Exercise instructions
Print nothing but the lines below starting at the line that holds "pub fn to_query_string(values: &SceneObjectUrlValues)" and ending at the line that holds "pub struct UrlSyncOptions", including both, each exactly as written.
━━━━━ Given information ━━━━━
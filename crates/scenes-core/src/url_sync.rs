//! URL state synchronization
//!
//! Nodes exposing [`UrlSyncHandler`] contribute query keys. The
//! [`UrlSyncManager`] gathers them from a tree and pushes incoming query
//! values back, touching only the keys each handler declares.

use crate::graph;
use crate::object::SceneObject;
use indexmap::IndexMap;
use serde::{Deserialize, Serialize};
use tracing::debug;
use url::form_urlencoded;

/// Query value: one string or a repeated key
#[derive(Debug, Clone, PartialEq, Eq, Serialize, Deserialize)]
#[serde(untagged)]
pub enum UrlValue {
    /// Single occurrence
    Single(String),
    /// Repeated key
    Multi(Vec<String>),
}

impl UrlValue {
    /// First value
    #[must_use]
    pub fn first(&self) -> Option<&str> {
        match self {
            Self::Single(v) => Some(v),
            Self::Multi(values) => values.first().map(String::as_str),
        }
    }

    /// All values
    #[must_use]
    pub fn values(&self) -> Vec<String> {
        match self {
            Self::Single(v) => vec![v.clone()],
            Self::Multi(values) => values.clone(),
        }
    }
}

impl From<&str> for UrlValue {
    fn from(v: &str) -> Self {
        Self::Single(v.to_string())
    }
}

impl From<Vec<&str>> for UrlValue {
    fn from(values: Vec<&str>) -> Self {
        Self::Multi(values.into_iter().map(str::to_string).collect())
    }
}

/// Ordered query key/value map
pub type SceneObjectUrlValues = IndexMap<String, UrlValue>;

/// URL synchronization capability
pub trait UrlSyncHandler: Send + Sync {
    /// Keys owned by this handler
    fn url_keys(&self) -> Vec<String>;

    /// Current values for the owned keys
    fn get_url_state(&self) -> SceneObjectUrlValues;

    /// Apply incoming values; keys absent from `values` are left untouched
    fn update_from_url(&self, values: &SceneObjectUrlValues);
}

/// Path plus parsed query
#[derive(Debug, Clone, PartialEq, Eq, Default)]
pub struct Location {
    /// Path component, always starting with `/`
    pub path: String,
    /// Query parameters
    pub query: SceneObjectUrlValues,
}

impl Location {
    /// Parse `path?query`
    #[must_use]
    pub fn parse(url: &str) -> Self {
        let (path, query) = url.split_once('?').unwrap_or((url, ""));
        let path = if path.starts_with('/') {
            path.to_string()
        } else {
            format!("/{path}")
        };
        Self {
            path,
            query: parse_query(query),
        }
    }

    /// Query string without the leading `?`
    #[must_use]
    pub fn search(&self) -> String {
        to_query_string(&self.query)
    }

    /// Path followed by `?query` when non-empty
    #[must_use]
    pub fn to_url_string(&self) -> String {
        let search = self.search();
        if search.is_empty() {
            self.path.clone()
        } else {
            format!("{}?{search}", self.path)
        }
    }
}

/// Parse a query string; repeated keys become [`UrlValue::Multi`]
#[must_use]
pub fn parse_query(query: &str) -> SceneObjectUrlValues {
    let mut values = SceneObjectUrlValues::new();
    for (key, value) in form_urlencoded::parse(query.trim_start_matches('?').as_bytes()) {
        let key = key.into_owned();
        let value = value.into_owned();
        match values.get_mut(&key) {
            None => {
                values.insert(key, UrlValue::Single(value));
            }
            Some(existing) => {
                let mut all = existing.values();
                all.push(value);
                *existing = UrlValue::Multi(all);
            }
        }
    }
    values
}

/// Serialize values as a query string
#[must_use]
pub fn to_query_string(values: &SceneObjectUrlValues) -> String {
    let mut serializer = form_urlencoded::Serializer::new(String::new());
    for (key, value) in values {
        for v in value.values() {
            serializer.append_pair(key, &v);
        }
    }
    serializer.finish()
}

/// URL synchronization behaviour
#[derive(Debug, Clone, PartialEq, Eq, Serialize, Deserialize)]
pub struct UrlSyncOptions {
    /// Write the tree's state into the URL when a scene is first synced
    pub update_url_on_init: bool,
    /// Each state change produces a history entry instead of replacing one
    pub create_browser_history_steps: bool,
}

impl Default for UrlSyncOptions {
    fn default() -> Self {
        Self {
            update_url_on_init: true,
            create_browser_history_steps: false,
        }
    }
}

impl UrlSyncOptions {
    /// Set `update_url_on_init`
    #[must_use]
    pub fn with_update_url_on_init(mut self, value: bool) -> Self {
        self.update_url_on_init = value;
        self
    }

    /// Set `create_browser_history_steps`
    #[must_use]
    pub fn with_history_steps(mut self, value: bool) -> Self {
        self.create_browser_history_steps = value;
        self
    }
}

/// Moves state between a scene tree and query strings
#[derive(Debug, Clone, Default)]
pub struct UrlSyncManager {
    options: UrlSyncOptions,
}

impl UrlSyncManager {
    /// Manager with options
    #[inline]
    #[must_use]
    pub fn new(options: UrlSyncOptions) -> Self {
        Self { options }
    }

    /// Options in use
    #[inline]
    #[must_use]
    pub fn options(&self) -> &UrlSyncOptions {
        &self.options
    }

    /// Merged URL state of every handler under `root`
    ///
    /// The first handler claiming a key wins.
    #[must_use]
    pub fn get_url_state(&self, root: &dyn SceneObject) -> SceneObjectUrlValues {
        let mut merged = SceneObjectUrlValues::new();
        graph::for_each_descendant(root, &mut |obj| {
            if let Some(handler) = obj.as_url_sync() {
                for (key, value) in handler.get_url_state() {
                    merged.entry(key).or_insert(value);
                }
            }
        });
        merged
    }

    /// Apply query values to every handler under `root`
    ///
    /// Handlers only see their own keys and are skipped when none of those
    /// keys differ from their current state. Returns the number of handlers
    /// updated.
    pub fn sync_from_url(&self, root: &dyn SceneObject, query: &SceneObjectUrlValues) -> usize {
        let mut updated = 0;
        graph::for_each_descendant(root, &mut |obj| {
            let Some(handler) = obj.as_url_sync() else {
                return;
            };
            let current = handler.get_url_state();
            let mut incoming = SceneObjectUrlValues::new();
            for key in handler.url_keys() {
                if let Some(value) = query.get(&key) {
                    if current.get(&key) != Some(value) {
                        incoming.insert(key, value.clone());
                    }
                }
            }
            if !incoming.is_empty() {
                debug!(kind = obj.kind(), keys = ?incoming.keys().collect::<Vec<_>>(), "url sync update");
                handler.update_from_url(&incoming);
                updated += 1;
            }
        });
        updated
    }

    /// `location` with the tree's URL state merged into its query
    ///
    /// Keys not owned by any handler are preserved.
    #[must_use]
    pub fn location_with_state(&self, root: &dyn SceneObject, location: &Location) -> Location {
        let mut query = location.query.clone();
        for (key, value) in self.get_url_state(root) {
            query.insert(key, value);
        }
        Location {
            path: location.path.clone(),
            query,
        }
    }
}

/// Build `path` with the URL state of `root`, keeping only `preserve_keys`
/// from `current` in addition
#[must_use]
pub fn get_url_with_app_state(
    root: &dyn SceneObject,
    path: &str,
    current: &SceneObjectUrlValues,
    preserve_keys: &[String],
) -> String {
    let mut query = SceneObjectUrlValues::new();
    for key in preserve_keys {
        if let Some(value) = current.get(key) {
            query.insert(key.clone(), value.clone());
        }
    }
    for (key, value) in UrlSyncManager::default().get_url_state(root) {
        query.insert(key, value);
    }
    Location {
        path: path.to_string(),
        query,
    }
    .to_url_string()
}

#[cfg(test)]
mod tests {
    use super::*;
    use pretty_assertions::assert_eq;

    #[test]
    fn parse_repeated_keys() {
        let values = parse_query("?var-a=1&var-a=2&from=now-1h&q=a%20b");
        assert_eq!(values.get("var-a"), Some(&UrlValue::from(vec!["1", "2"])));
        assert_eq!(values.get("from"), Some(&UrlValue::from("now-1h")));
        assert_eq!(values.get("q"), Some(&UrlValue::from("a b")));
    }

    #[test]
    fn location_round_trip() {
        let location = Location::parse("/dash?var-a=1&var-a=2");
        assert_eq!(location.path, "/dash");
        assert_eq!(location.to_url_string(), "/dash?var-a=1&var-a=2");
        assert_eq!(Location::parse("dash").path, "/dash");
    }

    #[test]
    fn default_options() {
        let options = UrlSyncOptions::default();
        assert!(options.update_url_on_init);
        assert!(!options.create_browser_history_steps);
        assert!(!options.with_history_steps(false).create_browser_history_steps);
    }
}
━━━━━
Task solution
pub fn to_query_string(values: &SceneObjectUrlValues) -> String {
    let mut serializer = form_urlencoded::Serializer::new(String::new());
    for (key, value) in values {
        for v in value.values() {
            serializer.append_pair(key, &v);
        }
    }
    serializer.finish()
}

/// URL synchronization behaviour
#[derive(Debug, Clone, PartialEq, Eq, Serialize, Deserialize)]
pub struct UrlSyncOptions {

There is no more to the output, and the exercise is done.